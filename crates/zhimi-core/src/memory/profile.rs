//! User profile and extracted-information types.
//!
//! Decoding from JSON is lenient throughout: the values come either from a
//! language model or from a hand-editable file, so a field of the wrong type
//! falls back to its empty default instead of rejecting the whole record.

use chrono::{DateTime, TimeZone, Utc};
use serde::{Deserialize, Serialize};
use serde_json::{Map, Value};

/// Languages, tools and topics the user favours.
#[derive(Debug, Clone, Default, PartialEq, Serialize, Deserialize)]
pub struct Preferences {
    #[serde(default)]
    pub programming_languages: Vec<String>,
    #[serde(default)]
    pub tools: Vec<String>,
    #[serde(default)]
    pub topics: Vec<String>,
    /// Keys outside the fixed schema, kept so they round-trip.
    #[serde(flatten)]
    pub extra: Map<String, Value>,
}

impl Preferences {
    fn from_map(map: &Map<String, Value>) -> Self {
        let mut prefs = Self::default();
        for (key, value) in map {
            match key.as_str() {
                "programming_languages" => read_list(value, &mut prefs.programming_languages),
                "tools" => read_list(value, &mut prefs.tools),
                "topics" => read_list(value, &mut prefs.topics),
                _ => {
                    prefs.extra.insert(key.clone(), value.clone());
                }
            }
        }
        prefs
    }

    pub fn is_empty(&self) -> bool {
        self.programming_languages.is_empty() && self.tools.is_empty() && self.topics.is_empty()
    }
}

/// Profession, experience and projects.
#[derive(Debug, Clone, Default, PartialEq, Serialize, Deserialize)]
pub struct Background {
    #[serde(default)]
    pub profession: String,
    #[serde(default)]
    pub experience: String,
    #[serde(default)]
    pub projects: Vec<String>,
    #[serde(flatten)]
    pub extra: Map<String, Value>,
}

impl Background {
    fn from_map(map: &Map<String, Value>) -> Self {
        let mut background = Self::default();
        for (key, value) in map {
            match key.as_str() {
                "profession" => read_scalar(value, &mut background.profession),
                "experience" => read_scalar(value, &mut background.experience),
                "projects" => read_list(value, &mut background.projects),
                _ => {
                    background.extra.insert(key.clone(), value.clone());
                }
            }
        }
        background
    }

    pub fn is_empty(&self) -> bool {
        is_blank(&self.profession) && is_blank(&self.experience) && self.projects.is_empty()
    }
}

/// Whitespace-only scalars count as unset.
pub(crate) fn is_blank(text: &str) -> bool {
    text.trim().is_empty()
}

/// Fixed-schema record produced by one extraction pass.
///
/// `StructuredInfo::default()` is the all-empty sentinel returned whenever
/// extraction yields nothing usable.
#[derive(Debug, Clone, Default, PartialEq, Serialize, Deserialize)]
pub struct StructuredInfo {
    #[serde(default)]
    pub preferences: Preferences,
    #[serde(default)]
    pub background: Background,
}

impl StructuredInfo {
    /// Whether any list is non-empty or any scalar is non-blank.
    pub fn has_info(&self) -> bool {
        !self.preferences.is_empty() || !self.background.is_empty()
    }

    /// Read the known fields out of a decoded model response.
    ///
    /// Only the fixed schema is taken; unknown keys at either level are
    /// dropped. A list field given as a single non-blank string becomes a
    /// one-element list.
    pub fn from_object(object: &Map<String, Value>) -> Self {
        let mut info = Self::default();
        if let Some(Value::Object(prefs)) = object.get("preferences") {
            info.preferences = Preferences::from_map(prefs);
            info.preferences.extra.clear();
        }
        if let Some(Value::Object(background)) = object.get("background") {
            info.background = Background::from_map(background);
            info.background.extra.clear();
        }
        info
    }

    /// JSON object form used as the merge input.
    pub fn to_object(&self) -> Map<String, Value> {
        match serde_json::to_value(self) {
            Ok(Value::Object(map)) => map,
            _ => Map::new(),
        }
    }
}

/// One user's persisted memory record.
#[derive(Debug, Clone, PartialEq, Serialize, Deserialize)]
pub struct UserProfile {
    pub user_id: String,
    #[serde(default)]
    pub preferences: Preferences,
    #[serde(default)]
    pub background: Background,
    pub updated_at: DateTime<Utc>,
    #[serde(flatten)]
    pub extra: Map<String, Value>,
}

impl UserProfile {
    /// Empty profile stamped with the current time.
    pub fn new(user_id: impl Into<String>) -> Self {
        Self {
            user_id: user_id.into(),
            preferences: Preferences::default(),
            background: Background::default(),
            updated_at: Utc::now(),
            extra: Map::new(),
        }
    }

    /// Decode a stored record, tolerating missing or mistyped fields.
    ///
    /// Returns `None` when the record is not a JSON object.
    pub fn from_value(user_id: &str, value: &Value) -> Option<Self> {
        let object = value.as_object()?;
        let mut profile = Self::new(user_id);

        for (key, value) in object {
            match key.as_str() {
                "user_id" => {
                    if let Some(id) = value.as_str() {
                        profile.user_id = id.to_string();
                    }
                }
                "preferences" => {
                    if let Value::Object(map) = value {
                        profile.preferences = Preferences::from_map(map);
                    }
                }
                "background" => {
                    if let Value::Object(map) = value {
                        profile.background = Background::from_map(map);
                    }
                }
                "updated_at" => {
                    if let Some(ts) = value.as_str().and_then(parse_timestamp) {
                        profile.updated_at = ts;
                    }
                }
                _ => {
                    profile.extra.insert(key.clone(), value.clone());
                }
            }
        }

        Some(profile)
    }

    /// Whether any preference or background field is populated.
    pub fn has_info(&self) -> bool {
        !self.preferences.is_empty() || !self.background.is_empty()
    }
}

fn read_list(value: &Value, target: &mut Vec<String>) {
    match value {
        Value::Array(items) => {
            *target = items
                .iter()
                .filter_map(|v| v.as_str().map(str::to_string))
                .collect();
        }
        Value::String(s) if !s.trim().is_empty() => *target = vec![s.clone()],
        _ => {}
    }
}

fn read_scalar(value: &Value, target: &mut String) {
    if let Some(s) = value.as_str() {
        *target = s.to_string();
    }
}

/// Accept RFC 3339 as well as offset-less ISO timestamps (taken as UTC).
fn parse_timestamp(s: &str) -> Option<DateTime<Utc>> {
    if let Ok(ts) = DateTime::parse_from_rfc3339(s) {
        return Some(ts.with_timezone(&Utc));
    }
    chrono::NaiveDateTime::parse_from_str(s, "%Y-%m-%dT%H:%M:%S%.f")
        .ok()
        .map(|naive| Utc.from_utc_datetime(&naive))
}
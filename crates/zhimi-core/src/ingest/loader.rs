//! Directory loader for plain-text and Markdown documents.

use std::fs;
use std::path::Path;

use serde::{Deserialize, Serialize};
use tracing::{debug, info, warn};
use walkdir::WalkDir;

use crate::error::{ZhimiError, ZhimiResult};

/// A whole source document before splitting.
#[derive(Debug, Clone, PartialEq, Serialize, Deserialize)]
pub struct Document {
    /// Path the document was read from.
    pub source: String,
    pub content: String,
}

impl Document {
    pub fn new(source: impl Into<String>, content: impl Into<String>) -> Self {
        Self {
            source: source.into(),
            content: content.into(),
        }
    }
}

/// Load every file under `dir` whose extension is in `extensions`.
///
/// Files are visited in name order. Unreadable or non-UTF-8 files are logged
/// and skipped.
pub fn load_documents(dir: impl AsRef<Path>, extensions: &[String]) -> ZhimiResult<Vec<Document>> {
    let dir = dir.as_ref();
    if !dir.is_dir() {
        return Err(ZhimiError::validation_with_suggestion(
            format!("{} is not a directory", dir.display()),
            "Pass the folder containing your .txt/.md documents",
        ));
    }

    let mut documents = Vec::new();

    for entry in WalkDir::new(dir)
        .follow_links(false)
        .sort_by_file_name()
        .into_iter()
        .filter_map(|e| e.ok())
    {
        let path = entry.path();
        if !entry.file_type().is_file() || !has_extension(path, extensions) {
            continue;
        }

        match fs::read_to_string(path) {
            Ok(content) => {
                debug!(path = %path.display(), "Loaded document");
                documents.push(Document::new(path.display().to_string(), content));
            }
            Err(e) => warn!(path = %path.display(), error = %e, "Skipping unreadable document"),
        }
    }

    info!(count = documents.len(), dir = %dir.display(), "Loaded documents");
    Ok(documents)
}

fn has_extension(path: &Path, extensions: &[String]) -> bool {
    path.extension()
        .and_then(|e| e.to_str())
        .map(|ext| extensions.iter().any(|allowed| allowed.eq_ignore_ascii_case(ext)))
        .unwrap_or(false)
}
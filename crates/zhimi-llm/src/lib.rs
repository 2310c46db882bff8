//! zhimi-llm - Chat model providers for zhimi.
//!
//! Both supported providers speak the OpenAI chat-completions protocol;
//! SiliconFlow is reached through its OpenAI-compatible endpoint.
//!
//! # Example
//!
//! ```ignore
//! use zhimi_llm::LlmFactory;
//!
//! // Qwen2.5-7B-Instruct on SiliconFlow, key from SILICONFLOW_API_KEY
//! let llm = LlmFactory::siliconflow()?;
//!
//! // Or from a loaded configuration
//! let llm = LlmFactory::from_config(&config.llm)?;
//! ```

mod factory;
mod openai;

pub use factory::LlmFactory;
pub use openai::OpenAIProvider;

// Re-export core types for convenience
pub use zhimi_core::config::{LlmProvider, LlmProviderConfig};
pub use zhimi_core::traits::{GenerationOptions, Llm, LlmConfig, LlmResponse};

□ □ □ □

#### [What is expected]
From the listing above, copy all lines holding the word "WalkDir".

#### [Task response]
use walkdir::WalkDir;
    for entry in WalkDir::new(dir)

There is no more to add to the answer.